A Demandada contestou, fazendo valer o entendimento de que o medicamento genérico “darunavir” não constitui violação dos direitos de propriedade industrial das Demandantes, para o que e antes de mais, se defendeu por excepção, invocando a incompetência do tribunal arbitral para apreciar a infração das patentes europeias EP1448567, EP1567529, EP1725566, EP2089371 e EP2314591.

Referiu para esse efeito:

«A Lei 62/2011 é clara: apenas os litígios emergentes da invocação de direitos de propriedade industrial relacionados com medicamentos de referência estão sujeitos a arbitragem necessária. Por outras palavras, os direitos de propriedade industrial, que podem ser invocados contra medicamentos genéricos através de arbitragem necessária, são apenas aqueles relativos a um medicamento de referência. Neste caso, o medicamento de referência das Demandantes é o Prezista, que compreende o ingrediente ativo darunavir.A Demandada não sabe, e não tem obrigação de saber, se o medicamento de referência Prezista das Demandantes é produzido através dos processos, e se possui as características técnicas, reivindicados nas patentes EP1448567, EP1567529, EP1725566, EP2089371 e EP2314591. As Demandantes não demonstraram, nem sequer alegaram, que as patentes EP1448567, EP1567529, EP1725566, EP2089371 e EP2314591 abrangem, ou estão de algum modo relacionadas com, o medicamento de referência Prezista. A mera afirmação de que as patentes invocadas "protegem processos de preparação de Darunavir, que são adequados ao fabrico em escala industrial" e que como o genérico da Demandada será "comercializado em escala comercial', irá infringir tais patentes é inócua e padece de fundamento, fáctico e jurídico.Consequentemente, as patentes EP1448567, EP1567529, EP1725566, EP2089371 e EP2314591 não podem ser invocadas na presente ação arbitral»

Dessa excepção defenderam-se as Demandantes no articulado de resposta, invocando:

A argumentação da Demandada a este propósito é, para além de escassa, deveras ininteligível, pois a mesma vem argumentar que desconhece, sem a obrigação de conhecer, se o medicamento de referência das Demandantes é produzido utilizando os processos ou sequer se possui as características técnicas reivindicados nas patentes EP 1 448 567, EP 1 567 529, EP 1 725 566, EP 2 089 371 e EP 2 314 591, dai resultando uma suposta impossibilidade de invocação dos correspondentes direitos de patente invocados nestes autos.

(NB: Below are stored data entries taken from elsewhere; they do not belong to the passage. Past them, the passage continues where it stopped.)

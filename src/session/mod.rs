//! Session context.
//!
//! A `Session` ties one workspace to its storage and in-memory tree. Every
//! host action goes through it: mutate the tree, save, reload from disk.
//! Save failures are reported to the user once per error class.

pub mod debounce;
pub mod notify;

pub use debounce::{Debouncer, DEFAULT_DEBOUNCE_MS};
pub use notify::{Notifier, NotifyOnce, RecordingNotifier, SilentNotifier, StderrNotifier};

use crate::editor::{EditorContext, TextBuffer, Workspace};
use crate::models::{Node, WaypointDocument};
use crate::reconcile::{reconcile, ReconcileReport};
use crate::storage::Storage;
use crate::tree::{WaypointToggle, WaypointTree};
use crate::{Error, Result};
use std::path::Path;
use tracing::{debug, warn};

/// One workspace's waypoints and the collaborators around them.
pub struct Session {
    workspace: Workspace,
    storage: Storage,
    tree: WaypointTree,
    /// Index into the tree's waypoint ids for next/previous navigation
    focus: Option<usize>,
    notifier: Box<dyn Notifier>,
    notified: NotifyOnce,
}

impl Session {
    /// Create a session with an empty tree.
    pub fn new(workspace: Workspace, storage: Storage, notifier: Box<dyn Notifier>) -> Self {
        Self {
            workspace,
            storage,
            tree: WaypointTree::new(),
            focus: None,
            notifier,
            notified: NotifyOnce::default(),
        }
    }

    /// Create a session and load the persisted tree.
    pub fn open(workspace: Workspace, storage: Storage, notifier: Box<dyn Notifier>) -> Self {
        let mut session = Self::new(workspace, storage, notifier);
        session.load();
        session
    }

    /// Rebuild the tree from disk.
    pub fn load(&mut self) -> WaypointDocument {
        let doc = self.tree.load(&self.storage);
        if self
            .focus
            .is_some_and(|i| i >= self.tree.waypoint_ids().len())
        {
            self.focus = None;
        }
        doc
    }

    pub fn tree(&self) -> &WaypointTree {
        &self.tree
    }

    pub fn workspace(&self) -> &Workspace {
        &self.workspace
    }

    pub fn storage(&self) -> &Storage {
        &self.storage
    }

    /// Persist the tree and reload it.
    pub fn save(&mut self) -> Result<()> {
        if let Err(e) = self.tree.save(&self.storage) {
            self.report(&e);
            return Err(e);
        }
        self.load();
        debug!(path = %self.storage.durable_path().display(), "Saved and reloaded waypoints");
        Ok(())
    }

    fn report(&mut self, error: &Error) {
        let class = error.class();
        if self.notified.first(class) {
            self.notifier.notify(class, &error.to_string());
        }
    }

    /// Workspace-relative form of a user-supplied path.
    pub fn relative_path(&self, file: &str) -> Result<String> {
        self.workspace
            .relativize(Path::new(file.trim()))
            .ok_or_else(|| Error::Validation(format!("{} is not inside the workspace", file)))
    }

    pub fn add_journey(&mut self, name: Option<&str>) -> Result<Node> {
        let journey = self.tree.add_journey(name).clone();
        self.save()?;
        Ok(journey)
    }

    pub fn rename_journey(&mut self, new: &str, old: &str) -> Result<()> {
        self.tree.rename_journey(new, old)?;
        self.save()
    }

    /// Activate an existing journey. Returns `None` when no journey has that name.
    pub fn activate_journey(&mut self, name: &str) -> Result<Option<Node>> {
        if !self.tree.journeys().iter().any(|j| j.name == name) {
            return Ok(None);
        }
        self.tree.set_active_journey(name);
        self.save()?;
        Ok(self.tree.active_journey().cloned())
    }

    /// Toggle a waypoint from an editor context.
    pub fn create_waypoint(&mut self, ctx: &EditorContext) -> Result<WaypointToggle> {
        let toggle = self.tree.create_waypoint(ctx)?;
        self.save()?;
        Ok(toggle)
    }

    /// Toggle a waypoint on `line` of a workspace file read from disk.
    pub fn mark(&mut self, file: &str, line: u32) -> Result<WaypointToggle> {
        let rel = self.relative_path(file)?;
        let ctx = self.workspace.editor_context(&rel, line)?;
        self.create_waypoint(&ctx)
    }

    /// Remove nodes, saving once if anything was removed.
    pub fn remove<S: AsRef<str>>(&mut self, identifiers: &[S]) -> Result<Vec<Result<Node>>> {
        let results = self.tree.remove_nodes(identifiers);
        if results.iter().any(|r| r.is_ok()) {
            self.save()?;
        }
        Ok(results)
    }

    pub fn set_comment(&mut self, identifier: &str, comment: Option<&str>) -> Result<()> {
        self.tree.set_comment(identifier, comment)?;
        self.save()
    }

    /// Follow a file move. Returns the number of file nodes updated.
    pub fn rename_file(&mut self, old: &str, new: &str) -> Result<usize> {
        let old = self.relative_path(old)?;
        let new = self.relative_path(new)?;
        let moved = self.tree.rename_file(&old, &new)?;
        if moved > 0 {
            self.save()?;
        }
        Ok(moved)
    }

    /// Move focus to the next waypoint, wrapping at the end.
    ///
    /// `from` repositions the focus first. Without any focus the first
    /// waypoint is returned.
    pub fn next_waypoint(&mut self, from: Option<&str>) -> Result<Option<Node>> {
        self.step(from, |focus, len| match focus {
            Some(i) => (i + 1) % len,
            None => 0,
        })
    }

    /// Move focus to the previous waypoint, wrapping at the start.
    pub fn prev_waypoint(&mut self, from: Option<&str>) -> Result<Option<Node>> {
        self.step(from, |focus, len| match focus {
            Some(i) => (i + len - 1) % len,
            None => len - 1,
        })
    }

    fn step(
        &mut self,
        from: Option<&str>,
        advance: impl Fn(Option<usize>, usize) -> usize,
    ) -> Result<Option<Node>> {
        let ids = self.tree.waypoint_ids();
        if let Some(from) = from {
            let index = ids
                .iter()
                .position(|id| id == from)
                .ok_or_else(|| Error::NotFound(format!("Waypoint {}", from)))?;
            self.focus = Some(index);
        }
        if ids.is_empty() {
            self.focus = None;
            return Ok(None);
        }

        let index = advance(self.focus, ids.len());
        self.focus = Some(index);
        Ok(self.tree.find(&ids[index]).cloned())
    }

    /// Reconcile one saved document and persist if it is bookmarked.
    pub fn on_file_saved(&mut self, rel: &str, buffer: &TextBuffer) -> Result<ReconcileReport> {
        let report = reconcile(&mut self.tree, rel, buffer);
        if report.has_matches() {
            self.save()?;
        }
        Ok(report)
    }

    /// Reconcile several files from disk with a single save at the end.
    ///
    /// Paths outside the workspace or missing on disk are skipped.
    pub fn reconcile_paths<S: AsRef<str>>(&mut self, paths: &[S]) -> Result<Vec<ReconcileReport>> {
        let mut reports = Vec::new();
        for path in paths {
            let path = path.as_ref();
            let rel = match self.relative_path(path) {
                Ok(rel) => rel,
                Err(e) => {
                    warn!(error = %e, path, "Skipping reconciliation");
                    continue;
                }
            };
            let buffer = match self.workspace.open_document(&rel) {
                Ok(buffer) => buffer,
                Err(e) => {
                    warn!(error = %e, path = %rel, "Skipping reconciliation");
                    continue;
                }
            };
            reports.push(reconcile(&mut self.tree, &rel, &buffer));
        }

        if reports.iter().any(ReconcileReport::has_matches) {
            self.save()?;
        }
        Ok(reports)
    }
}

#[cfg(test)]
mod tests {
    use super::*;
    use crate::test_utils::TestEnv;
    use crate::ErrorClass;
    use std::fs;

    #[test]
    fn test_open_empty_workspace() {
        let env = TestEnv::new();
        let (session, notifier) = env.session();
        assert!(session.tree().is_empty());
        assert!(!session.storage().exists());
        assert!(notifier.records().is_empty());
    }

    #[test]
    fn test_mark_persists_across_sessions() {
        let env = TestEnv::new();
        env.write_file("src/lib.rs", "pub mod a;\npub mod b;\n");

        let (mut session, _) = env.session();
        let toggle = session.mark("src/lib.rs", 2).unwrap();
        assert!(toggle.is_created());
        assert!(session.storage().exists());

        let (reopened, _) = env.session();
        let wp = reopened.tree().find(toggle.identifier()).unwrap();
        assert_eq!(wp.name, "pub mod b;");
        assert_eq!(wp.line, Some(2));
        assert!(reopened.tree().active_journey().is_some());
    }

    #[test]
    fn test_mark_absolute_path() {
        let env = TestEnv::new();
        env.write_file("a.txt", "hello\n");
        let (mut session, _) = env.session();
        let abs = env.path().join("a.txt");

        session.mark(abs.to_str().unwrap(), 1).unwrap();
        assert_eq!(session.tree().stored_files(), vec!["a.txt"]);
    }

    #[test]
    fn test_navigation_wraps() {
        let env = TestEnv::new();
        env.write_file("a.txt", "one\ntwo\nthree\n");
        let (mut session, _) = env.session();
        for line in 1..=3 {
            session.mark("a.txt", line).unwrap();
        }
        let ids = session.tree().waypoint_ids().to_vec();

        let first = session.next_waypoint(None).unwrap().unwrap();
        assert_eq!(first.identifier, ids[0]);
        session.next_waypoint(None).unwrap();
        session.next_waypoint(None).unwrap();
        let wrapped = session.next_waypoint(None).unwrap().unwrap();
        assert_eq!(wrapped.identifier, ids[0]);

        let back = session.prev_waypoint(None).unwrap().unwrap();
        assert_eq!(back.identifier, ids[2]);

        let after = session.next_waypoint(Some(&ids[1])).unwrap().unwrap();
        assert_eq!(after.identifier, ids[2]);
        assert!(matches!(
            session.prev_waypoint(Some("missing")),
            Err(Error::NotFound(_))
        ));
    }

    #[test]
    fn test_prev_without_focus_is_last() {
        let env = TestEnv::new();
        env.write_file("a.txt", "one\ntwo\n");
        let (mut session, _) = env.session();
        assert!(session.prev_waypoint(None).unwrap().is_none());

        session.mark("a.txt", 1).unwrap();
        session.mark("a.txt", 2).unwrap();
        let last = session.prev_waypoint(None).unwrap().unwrap();
        assert_eq!(last.line, Some(2));
    }

    #[test]
    fn test_on_file_saved_updates_and_persists() {
        let env = TestEnv::new();
        env.write_file("a.txt", "x\nanchor line\n");
        let (mut session, _) = env.session();
        let id = session.mark("a.txt", 2).unwrap().identifier().to_string();

        let report = session
            .on_file_saved("a.txt", &TextBuffer::new("new\nnew\nx\nanchor line\n"))
            .unwrap();
        assert_eq!(report.updated.len(), 1);

        let (reopened, _) = env.session();
        assert_eq!(reopened.tree().find(&id).unwrap().line, Some(4));
    }

    #[test]
    fn test_reconcile_paths_skips_missing_files() {
        let env = TestEnv::new();
        env.write_file("a.txt", "anchor\n");
        let (mut session, _) = env.session();
        let id = session.mark("a.txt", 1).unwrap().identifier().to_string();
        env.write_file("a.txt", "\n\nanchor\n");

        let reports = session.reconcile_paths(&["gone.txt", "a.txt"]).unwrap();
        assert_eq!(reports.len(), 1);
        assert_eq!(session.tree().find(&id).unwrap().line, Some(3));
    }

    #[test]
    fn test_remove_saves() {
        let env = TestEnv::new();
        env.write_file("a.txt", "one\ntwo\n");
        let (mut session, _) = env.session();
        let id = session.mark("a.txt", 1).unwrap().identifier().to_string();

        let results = session.remove(&[id.as_str(), "nope"]).unwrap();
        assert!(results[0].is_ok());
        assert!(results[1].is_err());

        let (reopened, _) = env.session();
        assert!(reopened.tree().find(&id).is_none());
    }

    #[test]
    fn test_activate_unknown_journey() {
        let env = TestEnv::new();
        let (mut session, _) = env.session();
        session.add_journey(Some("alpha")).unwrap();
        assert!(session.activate_journey("Beta").unwrap().is_none());
        assert_eq!(session.tree().active_journey_name(), Some("Alpha"));
    }

    #[test]
    fn test_save_failures_notify_once() {
        let env = TestEnv::new();
        // A file where the metadata folder should be makes every commit fail
        fs::write(env.path().join(".waypoint"), "").unwrap();
        let (mut session, notifier) = env.session();

        assert!(session.add_journey(Some("one")).is_err());
        assert!(session.add_journey(Some("two")).is_err());

        let records = notifier.records();
        assert_eq!(records.len(), 1);
        assert_eq!(records[0].0, ErrorClass::Commit);
    }
}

Daqui parece decorrer que só as patentes de produto poderiam ser invocadas ao abrigo da Lei n. 62/2011, de 12 de dezembro (doravante apenas "Lei 62/2011"), sendo o Tribunal Arbitral constituído competente apenas para conhecer da infração de tais patentes de onde resultasse a proteção da própria substância ativa do medicamento de referência em causa.

Nos termos do disposto no artigo 2.° da na Lei 62/2011, os litígios emergentes da invocação de direitos de propriedade industrial relacionados com medicamentos de referência e os medicamentos genéricos, «independentemente de estarem em causa patentes de processo, de produto ou de utilização, ou de certificados complementares de protecção», ficam sujeitos a arbitragem necessária.

E, nos termos do artigo 3°/1, qualquer «interessado que pretenda invocar o seu direito de propriedade industrial» nos termos do citado artigo 2°, deve fazê-lo junto do tribunal arbitral institucionalizado ou efetuar pedido de submissão do litígio a arbitragem não institucionalizada.

De onde resulta que o Tribunal Arbitral constituído no âmbito desta arbitragem necessária será sempre competente para apreciar a infração de todos e quaisquer direitos de propriedade industrial que as Demandantes considerem que serão infringidos pela comercialização dos medicamentos genéricos para os quais a Demandada pediu AIMs, indicando como medicamento de referência o medicamento das Demandantes.

Desde logo, não é despiciendo que a Demandada não fundamente, nem sequer sumariamente, a sua tese no sentido de que o Tribunal Arbitral é incompetente para apreciar a infração de determinadas patentes e que a Demandante deveria alegar e demonstrar que o medicamento de referência destas "está relacionado" com as Patentes que a mesma invoca nos autos.

A verdade é que não há como sustentar tal tese, pois os direitos de propriedade industrial que que as Demandantes invocam nestes autos derivam da titularidade de patentes e não de medi­camentos.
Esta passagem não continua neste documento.